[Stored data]

════════════════════

//! Context accumulated for the final synthesis call.

use crate::session::{Message, ToolCallRecord};
use crate::tool::entities::PlanStep;

/// One accepted step: the resolved call and the text shown to the
/// synthesis model.
#[derive(Debug, Clone, PartialEq)]
pub struct TranscriptTurn {
    /// Step with resolved arguments, as dispatched
    pub step: PlanStep,
    /// Output text as it appears in the transcript
    pub output: String,
}

/// Ordered record of a query and its accepted tool calls.
///
/// Grows monotonically; turns are only appended on acceptance.
#[derive(Debug, Clone)]
pub struct Transcript {
    query: String,
    turns: Vec<TranscriptTurn>,
}

impl Transcript {
    pub fn new(query: impl Into<String>) -> Self {
        Self {
            query: query.into(),
            turns: Vec::new(),
        }
    }

    pub fn query(&self) -> &str {
        &self.query
    }

    pub fn push(&mut self, step: PlanStep, output: impl Into<String>) {
        self.turns.push(TranscriptTurn {
            step,
            output: output.into(),
        });
    }

    pub fn turns(&self) -> &[TranscriptTurn] {
        &self.turns
    }

    pub fn len(&self) -> usize {
        self.turns.len()
    }

    pub fn is_empty(&self) -> bool {
        self.turns.is_empty()
    }

    /// Message history for the synthesis call.
    ///
    /// The user query comes first, then each accepted call as an assistant
    /// tool-call message paired with a tool message holding its output. The
    /// tool name doubles as the call id.
    pub fn to_messages(&self) -> Vec<Message> {
        let mut messages = Vec::with_capacity(1 + self.turns.len() * 2);
        messages.push(Message::user(&self.query));
        for turn in &self.turns {
            messages.push(Message::assistant_tool_call(ToolCallRecord {
                id: turn.step.name.clone(),
                name: turn.step.name.clone(),
                arguments: turn.step.arguments_json(),
            }));
            messages.push(Message::tool(&turn.step.name, &turn.output));
        }
        messages
    }
}
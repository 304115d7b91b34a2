//! Tool Registry
//!
//! The [`ToolRegistry`] aggregates provider sessions and implements
//! [`ToolExecutorPort`]. It discovers each session's tools into a
//! [`ToolCatalog`] and routes invocations to the session a tool is bound to.
//!
//! # Usage
//!
//! ```ignore
//! use stepwise_infrastructure::tools::{FilesystemProvider, ToolRegistry, UtilityProvider};
//!
//! let mut registry = ToolRegistry::new()
//!     .register(FilesystemProvider::new())
//!     .register(UtilityProvider::new());
//!
//! // Bindings come back in registration order for the startup trace
//! let bindings = registry.discover().await;
//!
//! let out = registry.invoke("utility", "calculate", &args).await?;
//! ```
//!
//! # Name collisions
//!
//! Sessions are discovered in registration order and the catalog is
//! last-write-wins, so a later session that advertises an existing tool
//! name takes the binding over.

use std::collections::HashMap;
use std::sync::Arc;

use async_trait::async_trait;
use serde_json::{Map, Value};
use stepwise_application::ports::tool_executor::ToolExecutorPort;
use stepwise_domain::{ProviderError, ToolBinding, ToolCatalog, ToolProvider};

/// Tool registry that aggregates provider sessions
pub struct ToolRegistry {
    /// Registered sessions, in registration order
    providers: Vec<Arc<dyn ToolProvider>>,
    /// Tool name -> provider id (filled by discovery)
    catalog: ToolCatalog,
}

impl ToolRegistry {
    /// Create a new empty registry
    pub fn new() -> Self {
        Self {
            providers: Vec::new(),
            catalog: ToolCatalog::new(),
        }
    }

    /// Register a provider session
    pub fn register<P: ToolProvider + 'static>(mut self, provider: P) -> Self {
        self.providers.push(Arc::new(provider));
        self
    }

    /// Register a provider session (Arc version)
    pub fn register_arc(mut self, provider: Arc<dyn ToolProvider>) -> Self {
        self.providers.push(provider);
        self
    }

    /// Discover tools from every session and rebuild the catalog.
    ///
    /// A session whose listing fails is skipped with a warning. Returns every
    /// binding made, in order, including ones later overridden.
    pub async fn discover(&mut self) -> Vec<ToolBinding> {
        let mut catalog = ToolCatalog::new();
        let mut bindings = Vec::new();

        for provider in &self.providers {
            match provider.list_tools().await {
                Ok(tools) => {
                    for tool in &tools {
                        if catalog.contains(&tool.name) {
                            tracing::debug!(
                                tool = %tool.name,
                                provider = provider.id(),
                                "Tool name rebound to later provider"
                            );
                        }
                    }
                    let created = catalog.register(provider.id(), tools);
                    tracing::debug!(
                        provider = provider.id(),
                        count = created.len(),
                        "Registered tools"
                    );
                    bindings.extend(created);
                }
                Err(e) => {
                    tracing::warn!(
                        provider = provider.id(),
                        error = %e,
                        "Failed to list tools from provider"
                    );
                }
            }
        }

        self.catalog = catalog;
        bindings
    }

    fn provider(&self, provider_id: &str) -> Option<&Arc<dyn ToolProvider>> {
        self.providers.iter().find(|p| p.id() == provider_id)
    }

    /// Get a list of registered provider IDs
    pub fn provider_ids(&self) -> Vec<&str> {
        self.providers.iter().map(|p| p.id()).collect()
    }

    /// Get statistics about registered tools
    pub fn stats(&self) -> RegistryStats {
        let mut tools_per_provider = HashMap::new();
        for name in self.catalog.names() {
            if let Ok(provider_id) = self.catalog.resolve(name) {
                *tools_per_provider.entry(provider_id.to_string()).or_insert(0) += 1;
            }
        }

        RegistryStats {
            total_providers: self.providers.len(),
            total_tools: self.catalog.len(),
            tools_per_provider,
        }
    }
}

impl Default for ToolRegistry {
    fn default() -> Self {
        Self::new()
    }
}

/// Statistics about the registry
#[derive(Debug, Clone)]
pub struct RegistryStats {
    pub total_providers: usize,
    pub total_tools: usize,
    pub tools_per_provider: HashMap<String, usize>,
}

#[async_trait]
impl ToolExecutorPort for ToolRegistry {
    fn catalog(&self) -> &ToolCatalog {
        &self.catalog
    }

    async fn invoke(
        &self,
        provider_id: &str,
        name: &str,
        arguments: &Map<String, Value>,
    ) -> Result<String, ProviderError> {
        match self.provider(provider_id) {
            Some(provider) => provider.invoke(name, arguments).await,
            None => Err(ProviderError::NotAvailable(provider_id.to_string())),
        }
    }
}
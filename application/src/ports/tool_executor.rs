//! Tool Executor port
//!
//! Gives the application layer the tool catalog and a way to dispatch a call
//! to the provider session a tool is bound to.

use async_trait::async_trait;
use serde_json::{Map, Value};
use stepwise_domain::{ProviderError, ToolCatalog};

/// Port for tool execution
///
/// Implementations (adapters) live in the infrastructure layer.
#[async_trait]
pub trait ToolExecutorPort: Send + Sync {
    /// Name → provider bindings of every discovered tool
    fn catalog(&self) -> &ToolCatalog;

    /// Check if a tool is available
    fn has_tool(&self, name: &str) -> bool {
        self.catalog().contains(name)
    }

    /// Invoke `name` on the provider session `provider_id`.
    ///
    /// Tool-level failures come back as error-marked text; `Err` means the
    /// session itself could not be reached.
    async fn invoke(
        &self,
        provider_id: &str,
        name: &str,
        arguments: &Map<String, Value>,
    ) -> Result<String, ProviderError>;
}
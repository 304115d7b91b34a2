//! Step planner port

use async_trait::async_trait;
use stepwise_domain::{PlanStep, ToolDescriptor};

use super::llm_gateway::GatewayError;

/// Decomposes a query into an ordered list of tool calls.
///
/// An unusable plan is an empty `Vec`, not an error; `Err` is reserved for
/// failures to reach the model.
#[async_trait]
pub trait StepPlanner: Send + Sync {
    async fn plan(
        &self,
        query: &str,
        tools: &[ToolDescriptor],
    ) -> Result<Vec<PlanStep>, GatewayError>;
}
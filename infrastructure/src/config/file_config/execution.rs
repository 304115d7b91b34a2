//! Execution loop configuration from TOML (`[execution]` section)

use serde::{Deserialize, Serialize};
use stepwise_application::ExecutionParams;

/// Termination guard and judge exemptions
#[derive(Debug, Clone, PartialEq, Eq, Serialize, Deserialize)]
#[serde(default)]
pub struct FileExecutionConfig {
    /// Failed attempts after which a step is abandoned
    pub max_attempts_per_step: u32,
    /// Ignore `max_attempts_per_step` and retry until the queue drains
    pub unbounded_retry: bool,
    /// Abandon the queue once every step waits on a missing reference
    pub stop_when_stalled: bool,
    /// Tools whose output skips the relevance judge
    pub arithmetic_tools: Vec<String>,
}

impl Default for FileExecutionConfig {
    fn default() -> Self {
        let params = ExecutionParams::default();
        Self {
            max_attempts_per_step: params.max_attempts_per_step.unwrap_or(3),
            unbounded_retry: false,
            stop_when_stalled: params.stop_when_stalled,
            arithmetic_tools: params.arithmetic_tools,
        }
    }
}

impl FileExecutionConfig {
    pub fn to_execution_params(&self) -> ExecutionParams {
        let max = if self.unbounded_retry {
            None
        } else {
            Some(self.max_attempts_per_step)
        };
        ExecutionParams::default()
            .with_max_attempts_per_step(max)
            .with_stop_when_stalled(self.stop_when_stalled)
            .with_arithmetic_tools(self.arithmetic_tools.clone())
    }
}
//! Chain execution state
//!
//! Per-query values owned by the execution loop:
//!
//! - [`PendingQueue`]: FIFO of [`QueuedStep`]s, failures go to the tail
//! - [`OutputHistory`]: tool name → last accepted output
//! - [`Transcript`]: accepted calls, rendered for the synthesis call
//!
//! plus reference resolution ([`resolve_arguments`]), relevance
//! [`Verdict`]s, and the [`QueryOutcome`] returned to callers.

pub mod history;
pub mod outcome;
pub mod queue;
pub mod reference;
pub mod transcript;
pub mod verdict;

pub use history::OutputHistory;
pub use outcome::{AbandonedStep, AcceptedStep, QueryOutcome, StepFailure};
pub use queue::{PendingQueue, QueuedStep};
pub use reference::{
    Resolution, StepResolution, extract_references, resolve_arguments, resolve_value,
};
pub use transcript::{Transcript, TranscriptTurn};
pub use verdict::Verdict;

════════════════════

**ABOUT THIS TASK:** Looking at the entries above, count each line that includes the string "ProviderError" and give only the total.

**WRITTEN SOLUTION:** 5